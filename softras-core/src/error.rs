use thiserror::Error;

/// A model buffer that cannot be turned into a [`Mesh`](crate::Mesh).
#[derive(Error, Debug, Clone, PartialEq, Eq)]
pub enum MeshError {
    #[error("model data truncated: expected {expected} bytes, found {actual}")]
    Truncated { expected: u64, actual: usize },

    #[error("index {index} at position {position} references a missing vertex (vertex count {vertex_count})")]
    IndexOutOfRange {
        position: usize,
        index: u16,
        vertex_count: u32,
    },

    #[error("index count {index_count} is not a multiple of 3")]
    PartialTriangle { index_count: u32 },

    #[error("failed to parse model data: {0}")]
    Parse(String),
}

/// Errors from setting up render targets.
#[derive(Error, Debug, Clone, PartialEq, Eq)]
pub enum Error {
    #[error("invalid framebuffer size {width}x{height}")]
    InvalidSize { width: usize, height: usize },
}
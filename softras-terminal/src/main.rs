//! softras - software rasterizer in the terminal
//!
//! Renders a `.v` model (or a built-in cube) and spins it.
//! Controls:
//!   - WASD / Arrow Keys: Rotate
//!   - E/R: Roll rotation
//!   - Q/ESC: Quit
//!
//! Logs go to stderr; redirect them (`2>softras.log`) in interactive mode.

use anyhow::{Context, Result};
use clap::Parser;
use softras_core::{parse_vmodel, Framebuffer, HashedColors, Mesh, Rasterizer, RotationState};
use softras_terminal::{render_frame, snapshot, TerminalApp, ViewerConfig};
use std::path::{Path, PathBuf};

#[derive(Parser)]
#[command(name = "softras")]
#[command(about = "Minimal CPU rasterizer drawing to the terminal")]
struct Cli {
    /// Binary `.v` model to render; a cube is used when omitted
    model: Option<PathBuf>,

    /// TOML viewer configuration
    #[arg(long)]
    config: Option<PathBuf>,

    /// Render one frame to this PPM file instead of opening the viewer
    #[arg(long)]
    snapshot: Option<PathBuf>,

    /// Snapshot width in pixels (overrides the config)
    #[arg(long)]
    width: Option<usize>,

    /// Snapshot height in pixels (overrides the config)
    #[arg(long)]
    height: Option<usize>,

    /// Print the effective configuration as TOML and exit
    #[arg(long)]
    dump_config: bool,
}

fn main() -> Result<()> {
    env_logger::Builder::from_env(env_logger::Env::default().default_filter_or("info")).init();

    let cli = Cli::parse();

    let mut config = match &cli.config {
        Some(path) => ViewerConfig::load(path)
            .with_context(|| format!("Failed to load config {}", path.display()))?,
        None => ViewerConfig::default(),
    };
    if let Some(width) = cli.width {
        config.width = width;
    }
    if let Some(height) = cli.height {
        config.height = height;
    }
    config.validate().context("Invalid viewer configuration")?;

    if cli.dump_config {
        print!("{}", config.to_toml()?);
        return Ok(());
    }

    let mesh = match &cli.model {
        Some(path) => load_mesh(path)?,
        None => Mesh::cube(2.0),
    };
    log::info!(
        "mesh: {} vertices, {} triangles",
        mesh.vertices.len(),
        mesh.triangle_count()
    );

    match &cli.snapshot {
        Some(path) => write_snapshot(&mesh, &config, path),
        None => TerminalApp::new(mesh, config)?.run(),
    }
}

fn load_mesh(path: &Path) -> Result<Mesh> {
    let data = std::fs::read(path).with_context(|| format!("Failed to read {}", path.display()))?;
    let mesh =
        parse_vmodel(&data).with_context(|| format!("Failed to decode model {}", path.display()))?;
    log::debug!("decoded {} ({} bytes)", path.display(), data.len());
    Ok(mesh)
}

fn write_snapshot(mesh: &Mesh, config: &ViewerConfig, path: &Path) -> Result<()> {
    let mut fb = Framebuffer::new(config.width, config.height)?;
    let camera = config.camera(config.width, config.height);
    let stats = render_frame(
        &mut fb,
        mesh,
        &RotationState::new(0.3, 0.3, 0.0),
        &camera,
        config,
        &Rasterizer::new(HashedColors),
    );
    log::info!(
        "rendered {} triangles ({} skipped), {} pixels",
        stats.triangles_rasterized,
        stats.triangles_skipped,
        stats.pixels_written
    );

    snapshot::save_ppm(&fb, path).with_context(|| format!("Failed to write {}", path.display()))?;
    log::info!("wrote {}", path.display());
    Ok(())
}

---

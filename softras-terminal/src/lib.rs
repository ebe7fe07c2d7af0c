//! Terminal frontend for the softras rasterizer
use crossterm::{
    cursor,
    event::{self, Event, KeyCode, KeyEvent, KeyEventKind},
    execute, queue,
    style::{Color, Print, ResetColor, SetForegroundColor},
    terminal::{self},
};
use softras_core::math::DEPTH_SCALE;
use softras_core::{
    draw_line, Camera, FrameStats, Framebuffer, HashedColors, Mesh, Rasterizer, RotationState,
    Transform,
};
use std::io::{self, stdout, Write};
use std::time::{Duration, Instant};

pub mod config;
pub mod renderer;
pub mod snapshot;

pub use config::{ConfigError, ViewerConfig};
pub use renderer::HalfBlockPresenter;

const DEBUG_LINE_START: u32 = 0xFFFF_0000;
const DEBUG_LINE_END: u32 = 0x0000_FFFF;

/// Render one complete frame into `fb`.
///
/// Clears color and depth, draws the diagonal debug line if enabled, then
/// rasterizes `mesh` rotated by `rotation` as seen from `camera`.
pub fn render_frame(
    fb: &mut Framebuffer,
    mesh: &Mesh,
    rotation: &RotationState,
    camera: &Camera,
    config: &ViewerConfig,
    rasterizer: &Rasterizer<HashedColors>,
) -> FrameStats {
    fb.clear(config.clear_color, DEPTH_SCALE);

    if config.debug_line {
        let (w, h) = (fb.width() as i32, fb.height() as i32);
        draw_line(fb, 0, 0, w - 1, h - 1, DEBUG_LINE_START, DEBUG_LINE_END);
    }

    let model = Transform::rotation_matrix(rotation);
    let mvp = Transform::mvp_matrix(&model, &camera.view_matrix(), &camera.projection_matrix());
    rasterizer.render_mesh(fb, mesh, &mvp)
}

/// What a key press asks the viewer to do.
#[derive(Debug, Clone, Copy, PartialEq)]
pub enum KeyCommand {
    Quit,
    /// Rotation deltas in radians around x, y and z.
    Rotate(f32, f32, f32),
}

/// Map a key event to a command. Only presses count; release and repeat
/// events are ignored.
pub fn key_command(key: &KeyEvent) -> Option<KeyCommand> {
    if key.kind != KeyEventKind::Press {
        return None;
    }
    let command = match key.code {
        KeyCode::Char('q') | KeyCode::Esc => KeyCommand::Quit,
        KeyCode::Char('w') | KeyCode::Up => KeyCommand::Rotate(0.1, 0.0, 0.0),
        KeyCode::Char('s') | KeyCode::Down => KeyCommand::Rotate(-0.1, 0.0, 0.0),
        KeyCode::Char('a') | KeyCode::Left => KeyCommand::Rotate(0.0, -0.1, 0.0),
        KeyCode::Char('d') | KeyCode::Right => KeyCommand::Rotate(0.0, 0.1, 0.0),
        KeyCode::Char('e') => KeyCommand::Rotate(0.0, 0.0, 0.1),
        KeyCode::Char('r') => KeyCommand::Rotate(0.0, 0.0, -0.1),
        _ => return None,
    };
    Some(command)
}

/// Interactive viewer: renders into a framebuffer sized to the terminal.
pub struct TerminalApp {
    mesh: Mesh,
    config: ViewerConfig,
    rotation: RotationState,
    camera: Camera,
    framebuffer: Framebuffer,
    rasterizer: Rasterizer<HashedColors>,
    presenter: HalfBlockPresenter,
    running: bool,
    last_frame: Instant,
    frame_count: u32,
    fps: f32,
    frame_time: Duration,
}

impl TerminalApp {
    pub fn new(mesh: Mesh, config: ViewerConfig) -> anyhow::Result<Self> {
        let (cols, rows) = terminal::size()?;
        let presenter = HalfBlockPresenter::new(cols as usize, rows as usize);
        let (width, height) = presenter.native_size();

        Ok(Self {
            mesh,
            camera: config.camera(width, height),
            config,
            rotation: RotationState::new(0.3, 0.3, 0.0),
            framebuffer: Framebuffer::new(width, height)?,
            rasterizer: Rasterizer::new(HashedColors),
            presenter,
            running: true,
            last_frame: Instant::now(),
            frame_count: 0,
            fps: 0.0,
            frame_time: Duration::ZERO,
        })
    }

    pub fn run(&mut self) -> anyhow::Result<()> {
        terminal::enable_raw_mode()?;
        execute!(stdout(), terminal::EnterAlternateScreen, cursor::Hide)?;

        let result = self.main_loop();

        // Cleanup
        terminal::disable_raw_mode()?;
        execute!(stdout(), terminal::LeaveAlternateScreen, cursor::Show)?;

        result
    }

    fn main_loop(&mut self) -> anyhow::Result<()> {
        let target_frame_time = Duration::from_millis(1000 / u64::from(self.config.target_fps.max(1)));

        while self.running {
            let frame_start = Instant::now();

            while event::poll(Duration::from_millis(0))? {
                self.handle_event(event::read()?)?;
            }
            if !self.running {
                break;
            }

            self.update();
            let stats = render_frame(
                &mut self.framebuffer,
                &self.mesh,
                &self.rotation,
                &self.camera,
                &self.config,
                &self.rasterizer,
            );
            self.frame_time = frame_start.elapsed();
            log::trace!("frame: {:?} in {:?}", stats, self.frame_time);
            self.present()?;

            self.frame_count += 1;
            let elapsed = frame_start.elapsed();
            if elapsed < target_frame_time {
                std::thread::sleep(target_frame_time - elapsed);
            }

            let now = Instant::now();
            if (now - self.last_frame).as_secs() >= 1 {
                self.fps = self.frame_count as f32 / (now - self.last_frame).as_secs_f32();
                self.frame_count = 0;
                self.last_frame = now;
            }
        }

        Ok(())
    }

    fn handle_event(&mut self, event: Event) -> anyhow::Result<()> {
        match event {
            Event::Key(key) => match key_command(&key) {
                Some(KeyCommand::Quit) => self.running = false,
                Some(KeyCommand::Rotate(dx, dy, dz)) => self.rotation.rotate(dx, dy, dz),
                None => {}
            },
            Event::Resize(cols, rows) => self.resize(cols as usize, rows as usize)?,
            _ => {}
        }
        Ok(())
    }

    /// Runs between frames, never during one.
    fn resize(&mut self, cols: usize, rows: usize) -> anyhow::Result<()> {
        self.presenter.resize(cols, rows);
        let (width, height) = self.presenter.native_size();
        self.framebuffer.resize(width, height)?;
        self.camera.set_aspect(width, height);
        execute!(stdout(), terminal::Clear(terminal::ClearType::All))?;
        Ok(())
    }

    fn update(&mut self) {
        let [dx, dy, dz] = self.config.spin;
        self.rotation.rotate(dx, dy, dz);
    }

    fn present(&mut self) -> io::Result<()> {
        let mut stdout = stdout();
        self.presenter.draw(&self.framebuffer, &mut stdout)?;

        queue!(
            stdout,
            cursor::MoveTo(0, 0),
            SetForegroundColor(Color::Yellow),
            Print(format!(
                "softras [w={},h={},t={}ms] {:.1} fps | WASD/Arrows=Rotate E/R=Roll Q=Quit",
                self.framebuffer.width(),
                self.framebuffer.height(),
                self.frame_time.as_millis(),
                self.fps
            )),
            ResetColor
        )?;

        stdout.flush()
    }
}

**What you will do:**
Wherever a line of the entries holds the string "resize", copy that line.

**Output of the task:**
            Event::Resize(cols, rows) => self.resize(cols as usize, rows as usize)?,
    fn resize(&mut self, cols: usize, rows: usize) -> anyhow::Result<()> {
        self.presenter.resize(cols, rows);
        self.framebuffer.resize(width, height)?;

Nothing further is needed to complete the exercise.